De santé fragile, Sœur Rosalie n'a
jamais pris aucun instant de repos, finissant toujours par surmonter fatigues et
fièvres. L'âge, une grande sensibilité nerveuse, l'accumulation des tâches
finissent par venir à bout de sa grande résistance et de sa forte volonté.
Durant les deux dernières années de sa vie, elle devient progressivement
aveugle. Elle meurt le 7 février 1856, après une courte maladie.
L'émotion est considérable dans le
quartier, dans tous les milieux sociaux à Paris et en Province. Après la
célébration des obsèques à l'église Saint Médard, sa paroisse, une foule immense
et très émue suit sa dépouille jusqu'au cimetière Montparnasse. Elle vient
manifester son admiration pour l'œuvre accomplie et son affection pour cette
Sœur hors du commun.
De nombreux articles de presse
viennent témoigner de l'admiration, de la vénération même que Sœur Rosalie avait
suscitées. Des journaux de toute tendance se font l'écho des sentiments du
peuple.
L'Univers, principal journal
catholique de l'époque, dirigé par Louis Veuillot écrit dès le 8 février: “Nos
lecteurs comprendront l'importance du malheur qui vient de frapper la classe
pauvre de Paris: ils joindront leurs suffrages aux larmes et aux prières des
malheureux”.
Le Constitutionnel, journal de la
gauche anticléricale, n'hésite pas à annoncer la mort de cette Fille de la
Charité : “Les malheureux du 12ème arrondissement viennent de faire une perte
bien regrettable: la Sœur Rosalie, Supérieure de la communauté de la rue de
l'Épée de Bois, est décédée hier à la suite d'une longue maladie. Depuis de
longues années, cette respectable religieuse était la providence des classes
nécessiteuses et nombreuses dans ce quartier”.
Le journal officiel de l'Empire, le
Moniteur, loue l'action bienfaisante de cette Sœur: “Les honneurs funèbres ont
été rendus à la Sœur Rosalie avec un éclat inaccoutumé.

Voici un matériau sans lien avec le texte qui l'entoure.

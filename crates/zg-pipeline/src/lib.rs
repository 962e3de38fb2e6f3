//! zg-pipeline - End-to-end lineage runs for zonegraph
//!
//! [`LineagePipeline`] fetches each term through a locator, extracts its
//! edges, aggregates them into one [`zg_core::LineageGraph`] with a
//! [`zg_core::FailureReport`], and hands the result to the output step
//! selected by [`RunMode`].

pub mod error;
pub mod export;
pub mod pipeline;

pub use error::{PipelineError, PipelineResult};
pub use export::{
    write_failures_csv, write_plan_csv, FailureRow, PlanRow, FAILURE_HEADERS, PLAN_HEADERS,
};
pub use pipeline::{CatalogAccess, LineagePipeline, RunMode, RunOutcome, RunOutput, RUN_TERM};
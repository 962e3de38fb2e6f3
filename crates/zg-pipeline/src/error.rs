//! Error types for zg-pipeline

use thiserror::Error;
use zg_graph::GraphError;
use zg_locate::LocateError;

/// Pipeline setup and output errors.
///
/// Per-term problems are never errors; they land in the failure report.
#[derive(Error, Debug)]
pub enum PipelineError {
    /// P001: Graph sink rejected the upsert
    #[error("[P001] Graph sink write failed: {0}")]
    Sink(#[from] GraphError),

    /// P002: CSV export failed
    #[error("[P002] Failed to write '{path}': {source}")]
    Export { path: String, source: csv::Error },

    /// P003: Output directory could not be prepared
    #[error("[P003] Failed to prepare '{path}': {source}")]
    Io {
        path: String,
        source: std::io::Error,
    },

    /// P004: Locator could not be set up
    #[error("[P004] Locator setup failed: {0}")]
    Locator(#[from] LocateError),
}

/// Result type alias for PipelineError
pub type PipelineResult<T> = Result<T, PipelineError>;
use wasm_bindgen::prelude::*;

use super::perf_stats::PerfStats;
use super::WorldCore;

/// JS-facing wrapper around the simulation core.
///
/// The renderer reads the current buffer straight out of wasm memory via
/// the pointer getters; the next buffer is internal and never exposed.
#[wasm_bindgen]
pub struct World {
    core: WorldCore,
}

#[wasm_bindgen]
impl World {
    /// Create a new world with given dimensions
    #[wasm_bindgen(constructor)]
    pub fn new(width: u32, height: u32) -> Self {
        Self {
            core: WorldCore::new(width, height),
        }
    }

    #[wasm_bindgen(getter)]
    pub fn width(&self) -> u32 { self.core.width() }

    #[wasm_bindgen(getter)]
    pub fn height(&self) -> u32 { self.core.height() }

    #[wasm_bindgen(getter)]
    pub fn particle_count(&self) -> u32 { self.core.particle_count() }

    #[wasm_bindgen(getter)]
    pub fn frame(&self) -> u64 { self.core.frame() }

    /// Cells eligible to change on the next tick (for debugging/stats)
    pub fn active_cells(&self) -> usize {
        self.core.active_cells()
    }

    pub fn set_gravity(&mut self, gravity: f32) {
        self.core.set_gravity(gravity);
    }

    /// Reseed the tie-break generator (reproducible runs).
    pub fn set_seed(&mut self, seed: u32) {
        self.core.set_seed(seed);
    }

    /// Ticks per second the host should drive `step()` at; pacing is the
    /// host's job and independent of its render loop.
    pub fn tick_rate(&self) -> u32 {
        self.core.settings().tick_rate
    }

    /// Display units per cell for the host's pixel -> cell mapping.
    pub fn cell_size(&self) -> u32 {
        self.core.settings().cell_size
    }

    /// Enable or disable per-step perf metrics (adds timing overhead when enabled)
    pub fn enable_perf_metrics(&mut self, enabled: bool) {
        self.core.enable_perf_metrics(enabled);
    }

    /// Get last step perf snapshot (zeros when perf disabled)
    pub fn get_perf_stats(&self) -> PerfStats {
        self.core.get_perf_stats()
    }

    pub fn load_settings_json(&mut self, json: String) -> Result<(), JsValue> {
        self.core
            .load_settings_json(&json)
            .map_err(|e| JsValue::from_str(&e))?;
        Ok(())
    }

    pub fn settings_json(&self) -> String {
        self.core.settings_json()
    }

    /// Brush-insert a disc of `material` around the center cell. Returns
    /// the number of cells filled.
    pub fn insert(&mut self, cx: i32, cy: i32, material: u8) -> Result<u32, JsValue> {
        self.core
            .insert(cx, cy, material)
            .map_err(|e| JsValue::from_str(&e.to_string()))
    }

    /// Insert into a single cell
    pub fn insert_cell(&mut self, x: i32, y: i32, material: u8) -> Result<bool, JsValue> {
        self.core
            .insert_cell(x, y, material)
            .map_err(|e| JsValue::from_str(&e.to_string()))
    }

    /// Brush-erase a disc around the center cell. Returns the number of
    /// cells cleared.
    pub fn erase(&mut self, cx: i32, cy: i32) -> u32 {
        self.core.erase(cx, cy)
    }

    /// Erase a single cell
    pub fn erase_cell(&mut self, x: i32, y: i32) -> bool {
        self.core.erase_cell(x, y)
    }

    /// Clear all cells
    pub fn clear(&mut self) {
        self.core.clear();
    }

    /// Advance the simulation by one tick
    pub fn step(&mut self) {
        self.core.step();
    }

    /// Get pointer to the material plane (for JS rendering)
    pub fn materials_ptr(&self) -> *const u8 {
        self.core.materials_ptr()
    }

    /// Get pointer to the attribute plane (for JS rendering)
    pub fn attributes_ptr(&self) -> *const f32 {
        self.core.attributes_ptr()
    }

    /// Cells per plane
    pub fn cells_len(&self) -> usize {
        self.core.cells_len()
    }

    pub fn materials_byte_len(&self) -> usize {
        self.core.materials_byte_len()
    }

    pub fn attributes_byte_len(&self) -> usize {
        self.core.attributes_byte_len()
    }
}
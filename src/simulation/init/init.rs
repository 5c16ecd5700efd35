use crate::domain::materials::{MATERIAL_COUNT, MaterialId};
use crate::spatial::active::ActiveSet;
use crate::spatial::grid::Grid;

use super::perf_stats::PerfStats;
use super::{random, EngineSettings, WorldCore};

pub(super) fn create_world_core(width: u32, height: u32, settings: EngineSettings) -> WorldCore {
    let cells = (width as usize) * (height as usize);

    let mut brush_radii = [0i32; MATERIAL_COUNT];
    for (id, radius) in brush_radii.iter_mut().enumerate() {
        *radius = settings.brush_radius_for(id as MaterialId);
    }

    WorldCore {
        grid: Grid::new(width, height),
        back: Grid::new(width, height),
        active: ActiveSet::new(cells),
        next_active: ActiveSet::new(cells),
        rng_state: random::seed_state(settings.seed),
        brush_radii,
        settings,
        particle_count: 0,
        frame: 0,
        tint_counter: 0,
        perf_enabled: false,
        perf_stats: PerfStats::default(),
    }
}
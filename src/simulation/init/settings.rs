//! Engine configuration.
//!
//! `EngineSettings` is the JSON-facing bundle (camelCase keys) the host
//! loads at startup or swaps at runtime; the free functions below are the
//! runtime field setters `WorldCore` delegates to.

use serde::{Deserialize, Serialize};

use crate::domain::materials::{MATERIAL_DATA, MAT_SAND, MAT_STONE, MAT_WATER, MaterialId};

use super::perf_stats::PerfStats;
use super::{random, WorldCore};

/// Engine settings bundle.
///
/// `cell_size` and `tick_rate` are host-facing: the engine stores them so
/// the embedder can map pixels to cells and pace `step()` calls
/// independently of its render loop, but neither changes tick semantics.
#[derive(Debug, Clone, Serialize, Deserialize)]
#[serde(rename_all = "camelCase", default)]
pub struct EngineSettings {
    /// Display units per cell (pixel -> cell mapping only).
    pub cell_size: u32,
    /// Velocity gained per tick by gravity-affected materials.
    pub gravity: f32,
    /// Simulation ticks per second, decoupled from the render frame rate.
    pub tick_rate: u32,
    /// Per-material brush radius overrides.
    pub brush_radii: BrushRadii,
    /// Disc radius used by erase.
    pub erase_radius: i32,
    /// Seed for the tie-break generator (0 picks the built-in default).
    pub seed: u32,
}

/// Optional per-material brush radius overrides; unset entries fall back to
/// the material table defaults.
#[derive(Debug, Clone, Default, Serialize, Deserialize)]
#[serde(rename_all = "camelCase", default)]
pub struct BrushRadii {
    pub sand: Option<i32>,
    pub water: Option<i32>,
    pub stone: Option<i32>,
}

impl Default for EngineSettings {
    fn default() -> Self {
        Self {
            cell_size: 4,
            gravity: 0.2,
            tick_rate: 60,
            brush_radii: BrushRadii::default(),
            erase_radius: 6,
            seed: random::DEFAULT_SEED,
        }
    }
}

impl EngineSettings {
    pub fn from_json(json: &str) -> Result<Self, String> {
        serde_json::from_str(json).map_err(|e| e.to_string())
    }

    pub fn to_json(&self) -> String {
        serde_json::to_string(self).unwrap_or_else(|_| "{}".to_string())
    }

    /// Effective brush radius for a material after overrides.
    pub fn brush_radius_for(&self, material: MaterialId) -> i32 {
        let default = MATERIAL_DATA
            .get(material as usize)
            .map_or(0, |props| props.brush_radius);
        let overridden = match material {
            MAT_SAND => self.brush_radii.sand,
            MAT_WATER => self.brush_radii.water,
            MAT_STONE => self.brush_radii.stone,
            _ => None,
        };
        overridden.unwrap_or(default).max(0)
    }
}

pub(super) fn set_gravity(world: &mut WorldCore, gravity: f32) {
    // Gravity pulls toward +y only; a non-finite or negative value would
    // corrupt the velocity plane.
    if gravity.is_finite() {
        world.settings.gravity = gravity.max(0.0);
    }
}

pub(super) fn set_seed(world: &mut WorldCore, seed: u32) {
    world.settings.seed = seed;
    world.rng_state = random::seed_state(seed);
}

pub(super) fn enable_perf_metrics(world: &mut WorldCore, enabled: bool) {
    world.perf_enabled = enabled;
}

pub(super) fn get_perf_stats(world: &WorldCore) -> PerfStats {
    world.perf_stats.clone()
}
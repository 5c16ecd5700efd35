use granula_engine::materials::{MAT_SAND, MAT_WATER};
use granula_engine::{EngineSettings, World, WorldCore};

#[test]
fn settings_smoke_parses_and_has_core_invariants() {
    let json = r#"{
        "cellSize": 8,
        "gravity": 0.5,
        "tickRate": 30,
        "brushRadii": { "sand": 2 },
        "eraseRadius": 3,
        "seed": 1234
    }"#;

    let settings = EngineSettings::from_json(json).expect("settings should parse");
    assert_eq!(settings.cell_size, 8);
    assert_eq!(settings.gravity, 0.5);
    assert_eq!(settings.tick_rate, 30);
    assert_eq!(settings.erase_radius, 3);
    assert_eq!(settings.seed, 1234);

    // Overridden radius applies; unset materials keep their table defaults.
    assert_eq!(settings.brush_radius_for(MAT_SAND), 2);
    assert_eq!(settings.brush_radius_for(MAT_WATER), 5);

    // Radius 2 paints a 13-cell lattice disc away from the borders.
    let mut world = WorldCore::with_settings(64, 64, settings);
    let inserted = world.insert(32, 8, MAT_SAND).unwrap();
    assert_eq!(inserted, 13);
}

#[test]
fn facade_settings_load_resets_the_world() {
    let mut world = World::new(32, 32);
    world.insert(16, 8, MAT_SAND).unwrap();
    assert!(world.particle_count() > 0);

    world
        .load_settings_json(r#"{"tickRate": 120}"#.to_string())
        .unwrap();

    assert_eq!(world.particle_count(), 0);
    assert_eq!(world.tick_rate(), 120);
    assert_eq!(world.width(), 32);

    // The rest of the bundle fell back to defaults.
    assert_eq!(world.cell_size(), 4);
}

#[test]
fn core_rejects_bad_settings_and_materials() {
    let mut world = WorldCore::new(32, 32);
    assert!(world.load_settings_json("not json").is_err());
    assert!(world.insert(8, 8, 200).is_err());
    assert_eq!(world.particle_count(), 0);
}
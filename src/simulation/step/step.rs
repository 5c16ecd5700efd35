//! Tick algorithm - one discrete update of every active cell.
//!
//! Double-buffer discipline: the next buffer starts as a full copy of the
//! current one, then moved-from and moved-to cells are overwritten.
//! Candidate occupancy is read from the current buffer; claims are checked
//! against the next buffer, so every next-buffer cell has at most one
//! writer per tick. The active set drains in ascending index order -
//! row-major, top-to-bottom - so upper cells resolve before lower ones
//! claim a contested target.

use crate::domain::materials::{self, CandidateGroup, MaterialId, MAT_EMPTY, MAT_WATER};
use crate::spatial::active::ActiveSet;

use super::random::coin_flip;
use super::{PerfTimer, WorldCore};

enum Outcome {
    Moved,
    Blocked,
    BlockedContended,
    Skipped,
}

pub(super) fn step(world: &mut WorldCore) {
    let perf_on = world.perf_enabled;
    let timer = perf_on.then(PerfTimer::start);
    if perf_on {
        world.perf_stats.reset();
        world.perf_stats.active_cells = world.active.len() as u32;
        world.perf_stats.grid_cells = world.grid.size() as u32;
        world.perf_stats.particle_count = world.particle_count;
        // Two buffers, material(1) + attribute(4) + velocity(4) bytes per cell.
        world.perf_stats.memory_bytes = (world.grid.size() as u32).saturating_mul(2 * 9);
    }

    world.back.copy_from(&world.grid);

    // Take the drained set out of the struct so iterating it doesn't alias
    // the mutable borrows below; it is recycled afterwards as the build
    // target for the following tick.
    let drained = std::mem::replace(&mut world.active, ActiveSet::new(0));

    let mut processed: u32 = 0;
    let mut moved: u32 = 0;
    let mut contended: u32 = 0;

    for idx in drained.iter() {
        match update_cell(world, idx) {
            Outcome::Moved => {
                processed += 1;
                moved += 1;
            }
            Outcome::BlockedContended => {
                processed += 1;
                contended += 1;
            }
            Outcome::Blocked => processed += 1,
            Outcome::Skipped => {}
        }
    }

    // Publish the new generation: O(1) buffer swap, then install the newly
    // marked set.
    std::mem::swap(&mut world.grid, &mut world.back);
    let mut recycled = drained;
    recycled.clear();
    world.active = std::mem::replace(&mut world.next_active, recycled);

    world.frame += 1;

    if perf_on {
        world.perf_stats.processed = processed;
        world.perf_stats.moved = moved;
        world.perf_stats.contended = contended;
        world.perf_stats.next_active_cells = world.active.len() as u32;
        if let Some(t) = timer {
            world.perf_stats.step_ms = t.elapsed_ms();
        }
    }
}

fn update_cell(world: &mut WorldCore, idx: usize) -> Outcome {
    let (x, y) = world.grid.coords(idx);
    let material = world.grid.material_at(x, y);
    if material == MAT_EMPTY {
        // Stale marker left by an edit; drops out here.
        return Outcome::Skipped;
    }
    let policy = materials::rule_for(material);
    if policy.candidates.is_empty() {
        // Immobile materials settle out of the set.
        return Outcome::Skipped;
    }

    // Accumulate gravity, capped so the implied reach never leaves the grid.
    let cap = (world.grid.height() - 1 - y) as f32;
    let mut velocity = world.grid.velocity_at(x, y);
    if policy.gravity {
        velocity = (velocity + world.settings.gravity).min(cap);
    }

    let mut contended = false;

    for group in policy.candidates {
        match *group {
            CandidateGroup::Fall => {
                if let Some(ty) = fall_target(world, x, y, velocity, &mut contended) {
                    let landing_cap = (world.grid.height() - 1 - ty) as f32;
                    commit_move(world, x, y, x, ty, material, velocity.min(landing_cap));
                    return Outcome::Moved;
                }
            }
            CandidateGroup::Mirrored { dx, dy } => {
                let first = if coin_flip(&mut world.rng_state) { -dx } else { dx };
                for sx in [first, -first] {
                    let (tx, ty) = (x as i32 + sx, y as i32 + dy);
                    // The current buffer decides candidacy...
                    if !world.grid.is_empty(tx, ty) {
                        continue;
                    }
                    // ...the next buffer decides whether it is claimed.
                    if !world.back.is_empty(tx, ty) {
                        contended = true;
                        continue;
                    }
                    let (tx, ty) = (tx as u32, ty as u32);
                    let landing_cap = (world.grid.height() - 1 - ty) as f32;
                    commit_move(
                        world,
                        x,
                        y,
                        tx,
                        ty,
                        material,
                        policy.base_fall_speed.min(landing_cap),
                    );
                    return Outcome::Moved;
                }
            }
        }
    }

    // Blocked. The full copy already kept the cell in place; stop it from
    // banking speed it cannot use.
    world.back.set_velocity(x, y, policy.base_fall_speed.min(cap));

    // Water stays fluid; a cell that lost a contested target gets another
    // try next tick. Everything else settles out of the set.
    if material == MAT_WATER || contended {
        world.next_active.mark(idx);
    }
    if contended {
        Outcome::BlockedContended
    } else {
        Outcome::Blocked
    }
}

/// Walk the fall column through contiguously empty current-buffer cells up
/// to the velocity reach, then back up from the deepest one until a cell
/// not yet claimed in the next buffer is found. Returns the landing row.
fn fall_target(
    world: &WorldCore,
    x: u32,
    y: u32,
    velocity: f32,
    contended: &mut bool,
) -> Option<u32> {
    let bottom = world.grid.height() - 1;
    let reach = (y + velocity.floor() as u32).min(bottom);
    if reach <= y {
        return None;
    }

    let mut deepest = None;
    for ty in (y + 1)..=reach {
        if !world.grid.is_empty(x as i32, ty as i32) {
            break;
        }
        deepest = Some(ty);
    }

    let mut ty = deepest?;
    loop {
        if world.back.is_empty(x as i32, ty as i32) {
            return Some(ty);
        }
        *contended = true;
        if ty == y + 1 {
            return None;
        }
        ty -= 1;
    }
}

fn commit_move(
    world: &mut WorldCore,
    x: u32,
    y: u32,
    tx: u32,
    ty: u32,
    material: MaterialId,
    velocity: f32,
) {
    debug_assert!(
        world.back.is_empty(tx as i32, ty as i32),
        "target claimed twice in one tick"
    );

    let attribute = world.grid.attribute_at(x, y);
    world.back.clear_cell(x, y);
    world.back.set_cell(tx, ty, material, attribute, velocity);
    world.next_active.mark(world.back.index(tx, ty));

    wake_vacated_neighbors(world, x, y);
}

/// The vacated cell is a newly reachable target for its mobile neighbors.
/// Immobile neighbors are left alone - movement never re-activates them.
fn wake_vacated_neighbors(world: &mut WorldCore, x: u32, y: u32) {
    for dy in -1..=1i32 {
        for dx in -1..=1i32 {
            if dx == 0 && dy == 0 {
                continue;
            }
            let (nx, ny) = (x as i32 + dx, y as i32 + dy);
            if !world.grid.in_bounds(nx, ny) {
                continue;
            }
            let neighbor = world.grid.material_at(nx as u32, ny as u32);
            if neighbor == MAT_EMPTY || !materials::is_mobile(neighbor) {
                continue;
            }
            world.next_active.mark(world.grid.index(nx as u32, ny as u32));
        }
    }
}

La sainte femme était
depuis cinquante‑deux ans hospitalière dans un quartier où il y a beaucoup de
malheureux à soulager et tous les malheureux reconnaissants l'ont accompagnée à
l'église et au cimetière. Un piquet d'honneur faisait partie du cortège”.
Des visiteurs affluent nombreux au
cimetière Montparnasse. Ils viennent se recueillir sur la tombe de celle qui fut
leur Providence. Mais comme il est difficile de trouver l'enclos réservé aux
Filles de la Charité! Le corps est alors transporté dans un lieu beaucoup plus
accessible, plus près de l'entrée du cimetière. Sur la tombe toute simple,
surmontée d'une grande Croix, sont gravés ces mots: “À la bonne mère Rosalie,
ses amis reconnaissants, les riches et les pauvres”. Des mains anonymes ont
fleuri et continuent de fleurir cette sépulture: hommage discret mais durable
rendu à cette humble Fille de Saint Vincent de Paul.